Naming should be clean and descriptive without unnecessary prefixes
that add length rather than clarity.

functions shouldn’t have side effects and be thread-safe unless an
obvious reason prevents it.

Reasonably follow common Coding practices:

Do not use fixed-form format, always use implicit none, ...

The standard committee should be responsible for designating modules
as intrinsics, required, or optional, but required to take into
consideration votes taken at least every three years on the need for
the functions by the user community; particularly votes on functionality
that creates a new fortran capability.

Ideally the optional packages should be available from an fpm(1)
package repository.

When possible, modules prototyping the desired new capabilities should be
provided as well using a similiar scheme but where the modules are allowed
to use ISO_C_BINDING to prototype the functionality.

The first procedures to standardize should be the ones commonly available as
extensions (POSIX file/system interfaces or their equivalents on non-POSIX
platforms are overdue (by thirty years or more :>), a basic graphics library).

Strongly related issues are the standard requiring a cpp-like pre-processor.

1 Like

Yes, I have seen that before with floating point functions. Usually the differences are in the last few bits, but enough so that tests for exact equality will fail. I’ve also seen it with cross-compilers, where compile-time evaluation get values from the host machine while run time evaluation gets values from the target machine.

1 Like

That rule excludes a lot of quality-of-life stuff —e.g., we all have our own versions of upper_case/lower_case, which should have been standardized a long time ago… but the standards committee seems to have decided that rather than providing at least an ASCII version (as with ACHAR), it was better to provide nothing.

I think the NEXT/PREVIOUS intrinsics from Fortran 2023 already violate that rule (i.e., they’re elemental, but can cause a crash if the (intent(out)) STAT argument is not present).

1 Like

I agree UPPER, LOWER, SORT, … should all be available in a standard package. It is basically an unfortunate rite of passage to have to reinvent such functions but I think with hindsight some of the current intrinsics should be in modules like a “basic_math” module. Because Fortran did not have modules and such some of the current functions do not meet
that criteria, but going forward standard modules like the IEEE functions and so on seem like a better more modular approach, maybe with a standard set implicitly "USE"d or available via a single USE statement like “use standard”. because of the need for backward compatibility current names would of course have to work but putting everthing in as intrinsics could lead to bloat and could overwhelm the development of the core language. Several newer languages, for better or worse do that now “math.sin(x)” probably looks familiar. I do wish fortran allowed (but not required) that type of syntax.

2 Likes

I think the current rule of having intrinsics in modules only if they point to a third-party standard (like ieee_* and iso_c_binding) or are processor-related (like iso_fortran_env) is still the way to go. The intrinsic consideration is a last resort anyway (i.e., the processor considers the intrinsic subprogram only if no designator with that name has been defined).

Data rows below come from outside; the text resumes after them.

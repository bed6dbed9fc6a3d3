use bon::Builder;
use chrono::NaiveDateTime;
use garde::Validate;

// =======================================
// REFERENCE DATE PARAMETER STRUCT
// =======================================
#[derive(Debug, Clone, Validate, Builder)]
#[garde(allow_unvalidated)]
pub struct ReferenceDateParams {
    // Local midnight of the entered date (birth date, LMP or conception date)
    pub date: NaiveDateTime,

    // Current local instant
    pub now: NaiveDateTime,
}

impl ReferenceDateParams {
    /// Validate with cross-field validation using Result<(), garde::Report>
    pub fn validate_all(&self) -> Result<(), garde::Report> {
        self.validate()?;

        let mut errors: ErrorVec = Vec::new();

        // A date in the future has no meaningful result
        if self.date > self.now {
            errors.push((
                "date",
                format!("date {} is after the current time {}", self.date, self.now),
            ));
        }

        into_report(errors)
    }
}

// =======================================
// MORTGAGE PARAMETER STRUCT
// =======================================
#[derive(Debug, Clone, Validate, Builder)]
#[garde(allow_unvalidated)]
pub struct MortgageParams {
    // Purchase price of the home
    #[garde(custom(validate_finite))]
    pub home_price: f64,

    // Cash paid up front, the remainder is financed
    #[garde(custom(validate_finite))]
    pub down_payment: f64,

    // Annual interest rate in percent (6.5 for 6.5%)
    // Zero-interest loans are not amortized
    #[garde(custom(validate_positive))]
    pub annual_rate: f64,

    // Loan term in years, any length whose monthly payment count fits an i32
    #[garde(range(min = 1))]
    pub term_years: u32,
}

impl MortgageParams {
    /// Validate with cross-field validation using Result<(), garde::Report>
    pub fn validate_all(&self) -> Result<(), garde::Report> {
        // First run garde's built-in validations
        self.validate()?;

        // Then run our custom cross-field validations
        let mut errors: ErrorVec = Vec::new();

        let principal = self.home_price - self.down_payment;
        if principal <= 0.0 {
            errors.push((
                "down_payment",
                format!(
                    "down payment {} leaves nothing to finance on a home price of {}",
                    self.down_payment, self.home_price
                ),
            ));
        }

        let fits_payment_count = self
            .term_years
            .checked_mul(12)
            .is_some_and(|n| i32::try_from(n).is_ok());
        if !fits_payment_count {
            errors.push((
                "term_years",
                format!("{} years is too many monthly payments", self.term_years),
            ));
        }

        into_report(errors)
    }
}

// =======================================
// INCOME TAX PARAMETER STRUCT
// =======================================
#[derive(Debug, Clone, Validate, Builder)]
#[garde(allow_unvalidated)]
pub struct IncomeTaxParams {
    // Annual gross income
    #[garde(custom(validate_positive))]
    pub gross_income: f64,

    // Deduction amount resolved from the standard table or the itemized entry
    #[garde(custom(validate_finite))]
    pub deduction: f64,

    // Qualifying children under 17
    pub child_dependents: u32,

    // Other dependents
    pub other_dependents: u32,
}

impl IncomeTaxParams {
    /// Validate using Result<(), garde::Report>
    pub fn validate_all(&self) -> Result<(), garde::Report> {
        self.validate()
    }
}

// =======================================
// TIP PARAMETER STRUCT
// =======================================
#[derive(Debug, Clone, Validate, Builder)]
#[garde(allow_unvalidated)]
pub struct TipParams {
    // Bill amount before tip
    #[garde(custom(validate_positive))]
    pub bill: f64,

    // Tip in percent of the bill
    #[garde(custom(validate_finite))]
    pub tip_percent: f64,

    // Number of people sharing the bill
    #[garde(range(min = 1))]
    pub split: u32,
}

impl TipParams {
    /// Validate using Result<(), garde::Report>
    pub fn validate_all(&self) -> Result<(), garde::Report> {
        self.validate()
    }
}

// =======================================
// TARIFF PARAMETER STRUCT
// =======================================
#[derive(Debug, Clone, Validate, Builder)]
#[garde(allow_unvalidated)]
pub struct TariffParams {
    // Declared value of a single unit
    #[garde(custom(validate_positive))]
    pub product_value: f64,

    // Number of units, at least one
    #[garde(range(min = 1))]
    pub quantity: u32,

    // Shipping cost added to the dutiable value
    #[garde(custom(validate_finite))]
    pub shipping: f64,

    // Tariff rate in percent
    #[garde(custom(validate_finite))]
    pub rate: f64,
}

impl TariffParams {
    /// Validate using Result<(), garde::Report>
    pub fn validate_all(&self) -> Result<(), garde::Report> {
        self.validate()
    }
}

// =======================================
// CRATE FUNCTIONS
// =======================================

/// Report why a calculator produced no result.
#[cfg_attr(not(feature = "logging"), allow(unused_variables))]
pub(crate) fn log_rejection(calculator: &str, report: &garde::Report) {
    debug!("{calculator}: no result, {report}");
}

// =======================================
// PRIVATE FUNCTIONS
// =======================================

type ErrorVec = Vec<(&'static str, String)>;

fn into_report(errors: ErrorVec) -> Result<(), garde::Report> {
    let mut report = garde::Report::new();
    for (path, message) in errors {
        report.append(garde::Path::new(path), garde::Error::new(message));
    }

    // Return Ok if no errors, otherwise return the complete report
    if report.is_empty() {
        Ok(())
    } else {
        Err(report)
    }
}

fn validate_finite(value: &f64, _context: &()) -> garde::Result {
    if !value.is_finite() {
        return Err(garde::Error::new(format!("{value} is not a finite number")));
    }
    Ok(())
}

fn validate_positive(value: &f64, _context: &()) -> garde::Result {
    validate_finite(value, &())?;
    if *value <= 0.0 {
        return Err(garde::Error::new(format!("{value} must be greater than 0")));
    }
    Ok(())
}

I cannot count the number of times when, while doing something C-related, I have to resort to grep -r <symbol> /usr/include to find the actual header that defines what I need —e.g., “is it in <time.h> or in <sys/time.h> or in <sys/times.h>?.. oh, it’s actually in <sys/select.h>!”.

Looks like we all agree that any intrinsics should start as a third-party library (fpm installable, with good interface, documentation, etc.) and I also think people should be using it in their projects first. It could be part of stdlib or separate.

Thanks to open source, we can even see how many public projects use a given intrinsic. I would say if a given candidate function is used a lot in many projects, then it might be a good candidate. If it is not used in public projects, then maybe it can still be a candidate, but the bar should be higher.

Ok, but if a candidate function is not in the standard, it may have many spellings, so it’s nontrivial to identify commonly used candidates. A standard deviation function may be called sd, std (used in stdlib), stdev, std_dev etc.